This post delves into the technical aspects of the incident, exploring how a system failure, potentially a short-circuit, can compromise the safety of a major international event.

The Incident Context: Temporary Infrastructure and High Risk
The COP 30 Blue Zone is a complex cluster of modular and temporary structures, designed to host delegation stands and exhibitions. This temporary nature imposes the greatest challenges on safety engineering:
The Fire Load Challenge (Based on Brazil’s IT 14)
In an exhibition environment, the fire load (the amount of heat that can be released by the combustion of all materials) is extremely high. Marketing materials, stand claddings (often untreated plastics or fabrics), and the density of electronic equipment contribute to the rapid spread of fire.
Technical Analysis: FSE mandates that the Fire and Panic Safety Project (PSCIP/Fire Safety Plan) must utilize materials with a low Flame Spread Index (FSI), even in provisional structures, to decelerate the fire's advance until the Fire Department intervenes.
Vulnerability of the Electrical Installation
The most likely initial cause in events like this is a failure in the temporary electrical installation.
Critical Failure Point: Electrical engineering at large events often contends with circuit overloads, low-quality (improvised) connections, and poor panel distribution. A short-circuit or an insulation failure of the conductor (due to friction or excessive heat) can be the ignition point.
Mitigation: It is fundamental to use Surge Protective Devices (SPD), circuit breakers with appropriate curves and capacity, and to ensure correct wire sizing considering the grouping factor and the high ambient temperature of the Amazon region.

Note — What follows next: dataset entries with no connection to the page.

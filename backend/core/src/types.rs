//! Projected forum records returned by operations.
//!
//! These are the compact public shapes; raw upstream payloads never leave the
//! agent crate.

use serde::{Deserialize, Serialize};

/// A topic as listed by the "latest topics" endpoint.
#[derive(Debug, Clone, PartialEq, Eq, Serialize, Deserialize)]
pub struct Topic {
    pub id: u64,
    pub title: String,
    pub posts_count: u64,
    pub views: u64,
    pub like_count: u64,
    pub created_at: Option<String>,
    pub last_posted_at: Option<String>,
    pub category_id: Option<u64>,
    pub slug: String,
    pub excerpt: String,
}

/// A post as returned by search or the recent-posts feed.
#[derive(Debug, Clone, PartialEq, Eq, Serialize, Deserialize)]
pub struct Post {
    pub id: u64,
    pub post_number: u64,
    /// Plain text, HTML stripped, length-bounded.
    pub excerpt: String,
    pub username: String,
    pub topic_title: String,
    pub topic_id: u64,
    pub topic_slug: String,
    pub created_at: Option<String>,
    pub post_url: String,
}

/// A post inside a single-topic view.
#[derive(Debug, Clone, PartialEq, Eq, Serialize, Deserialize)]
pub struct TopicPost {
    pub id: u64,
    pub post_number: u64,
    pub username: String,
    pub created_at: Option<String>,
    pub excerpt: String,
    pub like_count: u64,
}

/// A single topic with its summary fields and, optionally, its first posts.
#[derive(Debug, Clone, PartialEq, Eq, Serialize, Deserialize)]
pub struct TopicDetail {
    pub id: u64,
    pub title: String,
    pub posts_count: u64,
    pub views: u64,
    pub like_count: u64,
    pub created_at: Option<String>,
    pub last_posted_at: Option<String>,
    pub category_id: Option<u64>,
    pub slug: String,
    #[serde(default)]
    pub tags: Vec<String>,
    /// Absent (not empty) when posts were not requested.
    #[serde(default, skip_serializing_if = "Option::is_none")]
    pub posts: Option<Vec<TopicPost>>,
}
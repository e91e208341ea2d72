//! Config defaults: applies default values to a parsed config.

use crate::schema::{CacheConfig, ForumLinkConfig, GatewayConfig, LoggingConfig};

/// Default upstream timeout (seconds).
pub const DEFAULT_TIMEOUT_SECS: u64 = 30;

/// Default latest-topics cache lifetime (seconds).
pub const DEFAULT_CACHE_TTL_SECS: u64 = 300;

/// Longest accepted cache lifetime (one day).
pub const MAX_CACHE_TTL_SECS: u64 = 86_400;

pub const DEFAULT_BIND: &str = "0.0.0.0";

pub const DEFAULT_PORT: u16 = 8787;

/// Streamable HTTP sessions idle for this long are dropped (seconds).
pub const DEFAULT_SESSION_IDLE_SECS: u64 = 1800;

pub const DEFAULT_LOG_LEVEL: &str = "info";

/// Apply all defaults to a freshly loaded config.
pub fn apply_all_defaults(config: ForumLinkConfig) -> ForumLinkConfig {
    let config = apply_forum_defaults(config);
    let config = apply_cache_defaults(config);
    let config = apply_gateway_defaults(config);
    apply_logging_defaults(config)
}

/// Timeout only; credentials have no defaults.
fn apply_forum_defaults(mut config: ForumLinkConfig) -> ForumLinkConfig {
    let forum = config.forum_mut();
    if forum.timeout_secs.is_none() {
        forum.timeout_secs = Some(DEFAULT_TIMEOUT_SECS);
    }
    config
}

fn apply_cache_defaults(mut config: ForumLinkConfig) -> ForumLinkConfig {
    let cache = config.cache.get_or_insert_with(CacheConfig::default);
    if cache.ttl_secs.is_none() {
        cache.ttl_secs = Some(DEFAULT_CACHE_TTL_SECS);
    }
    config
}

fn apply_gateway_defaults(mut config: ForumLinkConfig) -> ForumLinkConfig {
    let gateway = config.gateway.get_or_insert_with(GatewayConfig::default);
    if gateway.bind.is_none() {
        gateway.bind = Some(DEFAULT_BIND.to_string());
    }
    if gateway.port.is_none() {
        gateway.port = Some(DEFAULT_PORT);
    }
    if gateway.session_idle_secs.is_none() {
        gateway.session_idle_secs = Some(DEFAULT_SESSION_IDLE_SECS);
    }
    config
}

fn apply_logging_defaults(mut config: ForumLinkConfig) -> ForumLinkConfig {
    let logging = config.logging.get_or_insert_with(LoggingConfig::default);
    if logging.level.is_none() {
        logging.level = Some(DEFAULT_LOG_LEVEL.to_string());
    }
    if logging.json.is_none() {
        logging.json = Some(false);
    }
    config
}

#[cfg(test)]
mod tests {
    use super::*;

    #[test]
    fn fills_empty_config() {
        let config = apply_all_defaults(ForumLinkConfig::default());
        assert_eq!(config.forum.unwrap().timeout_secs, Some(DEFAULT_TIMEOUT_SECS));
        assert_eq!(config.cache.unwrap().ttl_secs, Some(DEFAULT_CACHE_TTL_SECS));
        let gateway = config.gateway.unwrap();
        assert_eq!(gateway.port, Some(DEFAULT_PORT));
        assert_eq!(gateway.session_idle_secs, Some(DEFAULT_SESSION_IDLE_SECS));
        assert_eq!(config.logging.unwrap().level.as_deref(), Some("info"));
    }

    #[test]
    fn keeps_explicit_values() {
        let mut config = ForumLinkConfig::default();
        config.cache_mut().ttl_secs = Some(10);
        let config = apply_all_defaults(config);
        assert_eq!(config.cache.unwrap().ttl_secs, Some(10));
    }
}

The Engineering Response: Active and Passive Systems in Action
The success in controlling the COP 30 fire depends on the correct execution of the PSCIP (Fire Safety Plan) and the brigade's training.
Detection and Alarm Systems
In a pavilion, rapid smoke detection is vital.
Challenge:Â Tall and open structures make it difficult for spot detectors to sense smoke effectively.
Engineering Solution: Implementation of beam detectors (which monitor large areas) or aspirating smoke detection systems should be mandatory, ensuring the fire alarm is activated in the first few seconds. A delay in detection means an exponential increase in risk.
Hydrants (Fire Hoses) and Flow Rate
The firefighting capacity directly depends on the hydraulic engineering of the industrial fire hydrant system.
Design Criterion: The design must secure the Fire Reserve Water Supply (RTI) and ensure that the fire pumps are capable of providing the required flow and pressure (measured in GPM and PSI/meters of water column - m.c.a.) demanded by the NBR standards (or equivalent NFPA/UL standards) for the risk level. Pump failure or lack of water would be catastrophic.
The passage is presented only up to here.